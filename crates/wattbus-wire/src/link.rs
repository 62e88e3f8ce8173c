//! Port-0 link control messages
//!
//! Layout: `[op:u8, flags:u8, reserved:u16]` then the op-specific body.
//! Flag bit 0 distinguishes responses from requests.

use crate::frame::FrameError;
use bytes::{Buf, BufMut, BytesMut};

/// Protocol major revision compiled into this driver. A connect response
/// carrying a different major fails the open with `not-supported`.
pub const PROTOCOL_MAJOR: u8 = 1;
/// Protocol minor revision
pub const PROTOCOL_MINOR: u8 = 3;

const OP_CONNECT: u8 = 1;
const OP_ECHO: u8 = 2;
const OP_TIMESYNC: u8 = 3;
const FLAG_RSP: u8 = 0x01;

/// Version and identity block exchanged during connect
#[derive(Clone, Copy, Debug, Default, PartialEq, Eq)]
pub struct ConnectInfo {
    pub protocol_major: u8,
    pub protocol_minor: u8,
    /// Hardware revision, `major.minor.patch` packed as `u32`
    pub hw_version: u32,
    /// Firmware revision
    pub fw_version: u32,
    /// FPGA bitstream revision
    pub fpga_version: u32,
}

/// Link control messages
#[derive(Clone, Debug, PartialEq, Eq)]
pub enum LinkMsg {
    Connect(ConnectInfo),
    ConnectRsp(ConnectInfo),
    /// Liveness loopback; the instrument mirrors `seq` back
    Echo { seq: u32 },
    EchoRsp { seq: u32 },
    /// Instrument-initiated: carries the counter latched at send time
    TimeSyncReq { start_count: u64 },
    /// Host reply: both UTC stamps are the host receive time; `end_count`
    /// stays zero (the instrument latches its own on receipt)
    TimeSyncRsp {
        start_count: u64,
        utc_recv: i64,
        utc_send: i64,
        end_count: u64,
    },
}

impl LinkMsg {
    /// Encode to a port-0 frame payload.
    pub fn encode(&self) -> Vec<u8> {
        let mut buf = BytesMut::with_capacity(40);
        match self {
            LinkMsg::Connect(info) | LinkMsg::ConnectRsp(info) => {
                let rsp = matches!(self, LinkMsg::ConnectRsp(_));
                put_header(&mut buf, OP_CONNECT, rsp);
                buf.put_u8(info.protocol_major);
                buf.put_u8(info.protocol_minor);
                buf.put_u16_le(0);
                buf.put_u32_le(info.hw_version);
                buf.put_u32_le(info.fw_version);
                buf.put_u32_le(info.fpga_version);
            }
            LinkMsg::Echo { seq } | LinkMsg::EchoRsp { seq } => {
                let rsp = matches!(self, LinkMsg::EchoRsp { .. });
                put_header(&mut buf, OP_ECHO, rsp);
                buf.put_u32_le(*seq);
            }
            LinkMsg::TimeSyncReq { start_count } => {
                put_header(&mut buf, OP_TIMESYNC, false);
                buf.put_u64_le(*start_count);
                buf.put_i64_le(0);
                buf.put_i64_le(0);
                buf.put_u64_le(0);
            }
            LinkMsg::TimeSyncRsp {
                start_count,
                utc_recv,
                utc_send,
                end_count,
            } => {
                put_header(&mut buf, OP_TIMESYNC, true);
                buf.put_u64_le(*start_count);
                buf.put_i64_le(*utc_recv);
                buf.put_i64_le(*utc_send);
                buf.put_u64_le(*end_count);
            }
        }
        buf.to_vec()
    }

    /// Decode from a port-0 frame payload.
    pub fn decode(payload: &[u8]) -> Result<Self, FrameError> {
        let malformed = || FrameError::Malformed { port_id: 0 };
        let mut buf = payload;
        if buf.remaining() < 4 {
            return Err(malformed());
        }
        let op = buf.get_u8();
        let rsp = buf.get_u8() & FLAG_RSP != 0;
        buf.advance(2);
        match op {
            OP_CONNECT => {
                if buf.remaining() < 16 {
                    return Err(malformed());
                }
                let protocol_major = buf.get_u8();
                let protocol_minor = buf.get_u8();
                buf.advance(2);
                let info = ConnectInfo {
                    protocol_major,
                    protocol_minor,
                    hw_version: buf.get_u32_le(),
                    fw_version: buf.get_u32_le(),
                    fpga_version: buf.get_u32_le(),
                };
                Ok(if rsp {
                    LinkMsg::ConnectRsp(info)
                } else {
                    LinkMsg::Connect(info)
                })
            }
            OP_ECHO => {
                if buf.remaining() < 4 {
                    return Err(malformed());
                }
                let seq = buf.get_u32_le();
                Ok(if rsp {
                    LinkMsg::EchoRsp { seq }
                } else {
                    LinkMsg::Echo { seq }
                })
            }
            OP_TIMESYNC => {
                if buf.remaining() < 32 {
                    return Err(malformed());
                }
                let start_count = buf.get_u64_le();
                let utc_recv = buf.get_i64_le();
                let utc_send = buf.get_i64_le();
                let end_count = buf.get_u64_le();
                Ok(if rsp {
                    LinkMsg::TimeSyncRsp {
                        start_count,
                        utc_recv,
                        utc_send,
                        end_count,
                    }
                } else {
                    LinkMsg::TimeSyncReq { start_count }
                })
            }
            _ => Err(malformed()),
        }
    }
}

fn put_header(buf: &mut BytesMut, op: u8, rsp: bool) {
    buf.put_u8(op);
    buf.put_u8(if rsp { FLAG_RSP } else { 0 });
    buf.put_u16_le(0);
}

/// Pack a `major.minor.patch` version triple.
pub fn pack_version(major: u8, minor: u8, patch: u16) -> u32 {
    (u32::from(major) << 24) | (u32::from(minor) << 16) | u32::from(patch)
}

/// Render a packed version for topic publication.
pub fn version_string(v: u32) -> String {
    format!("{}.{}.{}", v >> 24, (v >> 16) & 0xFF, v & 0xFFFF)
}

#[cfg(test)]
mod tests {
    use super::*;

    #[test]
    fn test_connect_roundtrip() {
        let info = ConnectInfo {
            protocol_major: PROTOCOL_MAJOR,
            protocol_minor: PROTOCOL_MINOR,
            hw_version: pack_version(2, 0, 0),
            fw_version: pack_version(1, 7, 2),
            fpga_version: pack_version(1, 1, 0),
        };
        for msg in [LinkMsg::Connect(info), LinkMsg::ConnectRsp(info)] {
            assert_eq!(LinkMsg::decode(&msg.encode()).unwrap(), msg);
        }
    }

    #[test]
    fn test_timesync_request_reply_shape() {
        let req = LinkMsg::TimeSyncReq { start_count: 0x1122334455 };
        let decoded = LinkMsg::decode(&req.encode()).unwrap();
        assert_eq!(decoded, req);

        let rsp = LinkMsg::TimeSyncRsp {
            start_count: 0x1122334455,
            utc_recv: 99,
            utc_send: 99,
            end_count: 0,
        };
        assert_eq!(LinkMsg::decode(&rsp.encode()).unwrap(), rsp);
    }

    #[test]
    fn test_truncated_rejected() {
        let mut raw = LinkMsg::Echo { seq: 1 }.encode();
        raw.truncate(5);
        assert!(LinkMsg::decode(&raw).is_err());
    }

    #[test]
    fn test_version_string() {
        assert_eq!(version_string(pack_version(1, 7, 2)), "1.7.2");
    }
}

------------------------

> **PROMPT**
Above are the records; from them, give again exactly the lines from the one containing "buf.put_u64_le(*end_count);" to the one containing "let protocol_major = buf.get_u8();", both lines included, and nothing more.

> **SOLUTION FOR THIS EXERCISE**
                buf.put_u64_le(*end_count);
            }
        }
        buf.to_vec()
    }

    /// Decode from a port-0 frame payload.
    pub fn decode(payload: &[u8]) -> Result<Self, FrameError> {
        let malformed = || FrameError::Malformed { port_id: 0 };
        let mut buf = payload;
        if buf.remaining() < 4 {
            return Err(malformed());
        }
        let op = buf.get_u8();
        let rsp = buf.get_u8() & FLAG_RSP != 0;
        buf.advance(2);
        match op {
            OP_CONNECT => {
                if buf.remaining() < 16 {
                    return Err(malformed());
                }
                let protocol_major = buf.get_u8();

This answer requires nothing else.